An der Bundespolizeiakademie in Lübeck werden Polizist_innen aus der gesamten EU für die Ausführung dieser Politik geschult.

Daher werden wir dort zusammen mit lokalen Initiativen und Aktivist_innen aus dem Hamburger AntiRassismus-Camp die Politik von FRONTEX anprangern, Öffentlichkeit herstellen und Aktionen Zivilen Ungehorsams durchführen.

Widerstandsstrategien

Weltweit organisieren sich Migrant_innen und Unterstützer_innen für ihre Rechte und für freie Migration, z.B.:

– Im April 2008 führten Arbeiter_innen ohne Aufenthaltsberechtigung (Sans Papiers) in Paris einen mehrtägigen Streik durch.

– In Schweden wurden nach einer Kampagne für die Legalisierung der 30.000 abgelehnten Flüchtlinge alle Abschiebegefangenen freigelassen.

– Am 5. Juni findet in Warschau am FRONTEX-Hauptquartier eine Protest-Belagerung statt.

– Es gibt Protestcamps u.a. in der Ukraine und in Italien.

Wir fordern:

– Globale Bewegungsfreiheit

– Auflösung aller Lager

– Beendigung der Abschiebungen

– Abschaffung von FRONTEX

Pressereaktion

… und ein Leserinnenbrief:

„Hör zu, wer hören will!“

Zu: Laute Demonstranten fordern:“ Weg mit dem Grenzschutz“

LN 20.9.2008

Gewiss fuhr ein Schrecken durch manche Besucher der Innenstadt, als am sonnigen Dienstagnachmittag plötzlich ein großer Demonstrationszug auf den Markt zog und deutlich vernehmbar Bewegungsfreiheit und offene Grenzen für alle Menschen dieser Welt forderte. Als dann obendrein ein Chor von bis dato bieder anmutenden Musikerinnen und Musikern (den „Lebenslauten“) aus der anderen Ecke einstimmte, mag es manchen unbehaglich geworden sein, die dieses laute Schauspiel unvorbereitet traf. Was hat das Thema mit dieser Stadt zu tun? Nicht genug mit der Unbill der jährlichen Nazi- und Antifa-Spektakel? Nun auch noch das europäische Grenzschutzregime „Frontex“ als Ärgernis? Noch ein Störfaktor für den Frieden dieser Stadt?

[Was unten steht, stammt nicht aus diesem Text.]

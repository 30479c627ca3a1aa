//! The generic rotation value type.

use crate::{
    conversion,
    num::Float,
    representation::{AxisAngle, Payload, Representation},
    usage::{self, Usage},
};
use nalgebra::{Quaternion, UnitQuaternion, Vector3};
use simba::scalar::SubsetOf;
use std::marker::PhantomData;

/// A rotation stored in representation `R` with scalar type `T` and usage
/// `U`.
///
/// The stored payload always describes the rotation that is applied to
/// vectors. For [`Active`](crate::Active) rotations it is what the
/// constructors and accessors see. For [`Passive`](crate::Passive) rotations
/// constructors and accessors work with the mirror of the stored payload
/// (negated angles, transposed matrix or conjugated quaternion).
#[cfg_attr(
    feature = "serde",
    derive(serde::Serialize, serde::Deserialize),
    serde(
        transparent,
        bound(
            serialize = "R::Payload<T>: serde::Serialize",
            deserialize = "R::Payload<T>: serde::Deserialize<'de>"
        )
    )
)]
#[derive(Clone, Copy, Debug)]
pub struct Rotation<R: Representation, T: Float, U: Usage> {
    stored: R::Payload<T>,
    #[cfg_attr(feature = "serde", serde(skip))]
    _marker: PhantomData<fn() -> (R, U)>,
}

impl<R: Representation, T: Float, U: Usage> Rotation<R, T, U> {
    /// Creates the identity rotation.
    #[inline]
    pub fn identity() -> Self {
        Self::from_stored_implementation(R::identity())
    }

    /// Creates a rotation whose accessors will report the given payload.
    #[inline]
    pub fn from_implementation(logical: R::Payload<T>) -> Self {
        Self::from_stored_implementation(usage::usage_transformed::<R, T, U>(logical))
    }

    /// Creates a rotation storing the given payload as is.
    #[inline]
    pub fn from_stored_implementation(stored: R::Payload<T>) -> Self {
        Self {
            stored,
            _marker: PhantomData,
        }
    }

    /// Creates a rotation in this representation describing the same
    /// rotation as the given one.
    pub fn from_rotation<S: Representation>(other: &Rotation<S, T, U>) -> Self {
        Self::from_stored_implementation(R::from_payload(&other.payload()))
    }

    /// Converts the rotation into representation `D`.
    pub fn convert<D: Representation>(&self) -> Rotation<D, T, U> {
        Rotation::from_rotation(self)
    }

    /// Makes this rotation describe the same rotation as the given one.
    pub fn set_from<S: Representation>(&mut self, other: &Rotation<S, T, U>) {
        *self = Self::from_rotation(other);
    }

    /// Returns the payload as seen through the usage of the rotation.
    #[inline]
    pub fn to_implementation(&self) -> R::Payload<T> {
        usage::usage_transformed::<R, T, U>(self.stored)
    }

    /// Replaces the payload as seen through the usage of the rotation.
    #[inline]
    pub fn set_implementation(&mut self, logical: R::Payload<T>) {
        self.stored = usage::usage_transformed::<R, T, U>(logical);
    }

    /// Returns the stored payload.
    #[inline]
    pub fn to_stored_implementation(&self) -> R::Payload<T> {
        self.stored
    }

    #[inline]
    pub fn stored_implementation_mut(&mut self) -> &mut R::Payload<T> {
        &mut self.stored
    }

    /// The stored payload tagged with its kind.
    #[inline]
    pub(crate) fn payload(&self) -> Payload<T> {
        R::into_payload(self.stored)
    }

    /// Returns the inverse rotation.
    #[inline]
    pub fn inverted(&self) -> Self {
        Self::from_stored_implementation(R::inverted(&self.stored))
    }

    /// Inverts the rotation in place.
    #[inline]
    pub fn invert(&mut self) {
        *self = self.inverted();
    }

    /// Returns the canonical payload for this rotation. Canonicalization
    /// happens on the payload seen through the usage of the rotation.
    pub fn unique(&self) -> Self {
        Self::from_implementation(R::unique(&self.to_implementation()))
    }

    pub fn set_unique(&mut self) {
        *self = self.unique();
    }

    pub fn set_identity(&mut self) {
        *self = Self::identity();
    }

    /// Casts the rotation to scalar type `V`.
    pub fn cast<V: Float>(&self) -> Rotation<R, V, U>
    where
        T: SubsetOf<V>,
    {
        Rotation::from_stored_implementation(R::cast(&self.stored))
    }

    /// Returns a rotation of the opposite usage whose accessors report the
    /// same payload as this one. Except for Euler angles, whose negation is
    /// not the inverse, the two rotate vectors inversely to each other.
    pub fn with_other_usage(&self) -> Rotation<R, T, U::Other> {
        Rotation::from_implementation(self.to_implementation())
    }

    /// Returns the stored rotation as a quaternion.
    #[inline]
    pub fn to_stored_quaternion(&self) -> UnitQuaternion<T> {
        conversion::to_rotation_quaternion(&self.payload())
    }

    /// Computes the angle of the rotation taking this rotation to the given
    /// one, in `[0, π]`.
    pub fn disparity_angle<S: Representation>(&self, other: &Rotation<S, T, U>) -> T {
        let relative = self.to_stored_quaternion().inverse() * other.to_stored_quaternion();
        T::TWO * relative.imag().norm().atan2(relative.w.abs())
    }

    /// Whether the angle between this and the given rotation does not exceed
    /// the given tolerance.
    pub fn is_near<S: Representation>(&self, other: &Rotation<S, T, U>, tolerance: T) -> bool {
        self.disparity_angle(other) <= tolerance
    }

    /// Creates the shortest rotation taking the direction of `from` onto the
    /// direction of `to`. Opposite directions give a half turn about an axis
    /// orthogonal to `from`. A zero-length input gives the identity.
    pub fn from_vectors(from: &Vector3<T>, to: &Vector3<T>) -> Self {
        let (Some(from), Some(to)) = (
            from.try_normalize(T::DEGENERACY_THRESHOLD),
            to.try_normalize(T::DEGENERACY_THRESHOLD),
        ) else {
            log::trace!("Zero-length direction given, using the identity rotation");
            return Self::identity();
        };

        let cos_angle = from.dot(&to);

        let quaternion = if cos_angle + T::ONE < T::GIMBAL_LOCK_THRESHOLD {
            log::trace!("Opposite directions given, rotating half a turn");
            let axis = from
                .cross(&Vector3::x())
                .try_normalize(T::GIMBAL_LOCK_THRESHOLD)
                .unwrap_or_else(|| conversion::normalized_axis(&from.cross(&Vector3::y())));
            conversion::quaternion_from_angle_axis(&AxisAngle {
                angle: T::PI,
                axis,
            })
        } else {
            UnitQuaternion::new_normalize(Quaternion::from_parts(
                T::ONE + cos_angle,
                from.cross(&to),
            ))
        };

        Self::from_stored_implementation(R::from_payload(&Payload::RotationQuaternion(
            quaternion,
        )))
    }

    /// Perturbs the rotation by the given rotation vector, applied after
    /// this rotation.
    pub fn box_plus(&self, perturbation: &Vector3<T>) -> Self {
        let perturbed = conversion::quaternion_from_rotation_vector(perturbation)
            * self.to_stored_quaternion();
        Self::from_stored_implementation(R::from_payload(&Payload::RotationQuaternion(
            perturbed,
        )))
    }

    /// Returns the rotation vector `v` for which `other.box_plus(v)` gives
    /// this rotation, using the shortest such rotation.
    pub fn box_minus<S: Representation>(&self, other: &Rotation<S, T, U>) -> Vector3<T> {
        let difference = self.to_stored_quaternion() * other.to_stored_quaternion().inverse();
        conversion::rotation_vector_from_angle_axis(&conversion::angle_axis_from_quaternion(
            &difference,
        ))
    }
}

impl<R: Representation, T: Float, U: Usage> Default for Rotation<R, T, U> {
    fn default() -> Self {
        Self::identity()
    }
}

Leider ja! Die meisten von uns wissen wenig darüber, was hinter den Mauern und Zäunen in der Polizeiakademie in der Ratzeburger Landstraße , bezahlt mit unseren Steuergeldern, geschieht. Wir könnten es wissen, wenn wir die Stimmen von Pro Asyl und anderen Menschenrechtsorganisationen stärker beachteten, wenn wir den Ausführungen jener Kapitäne zuhörten, die erschüttert miterleben, wie von ihnen die Missachtung internationalen Seerechts verlangt wird – im Namen europäischer Grenzschutzpolitik.

Es sind nicht nur laute Töne, mit denen ein solcher Grenzschutz skandalisiert wird. Die „Lebenslaute“ hatten am Vortag jener Demonstration eingeladen zu einem Konzert in der Aegidienkrche. Dort kamen die Themen Menschenrechte, Grenzschutz, Gestaltung eines gerechten Zusammenlebens mit vielen feinen Zwischentönen deutlich zum Klingen – alte Musik mit aktuellen Texten, auch eine Kantate des Lübecker Komponisten Dietrich Buxtehude.

Doch diese Einladung, gedacht als spezielle Vorbereitung der Stadt auf den Aktionstag, hatte es aus unerfindlichen Gründen leider nicht in die Lübecker Nachrichten geschafft. Mögen die davon erzählen, die zugehört haben! „Frontex“ wird uns weiter umtreiben.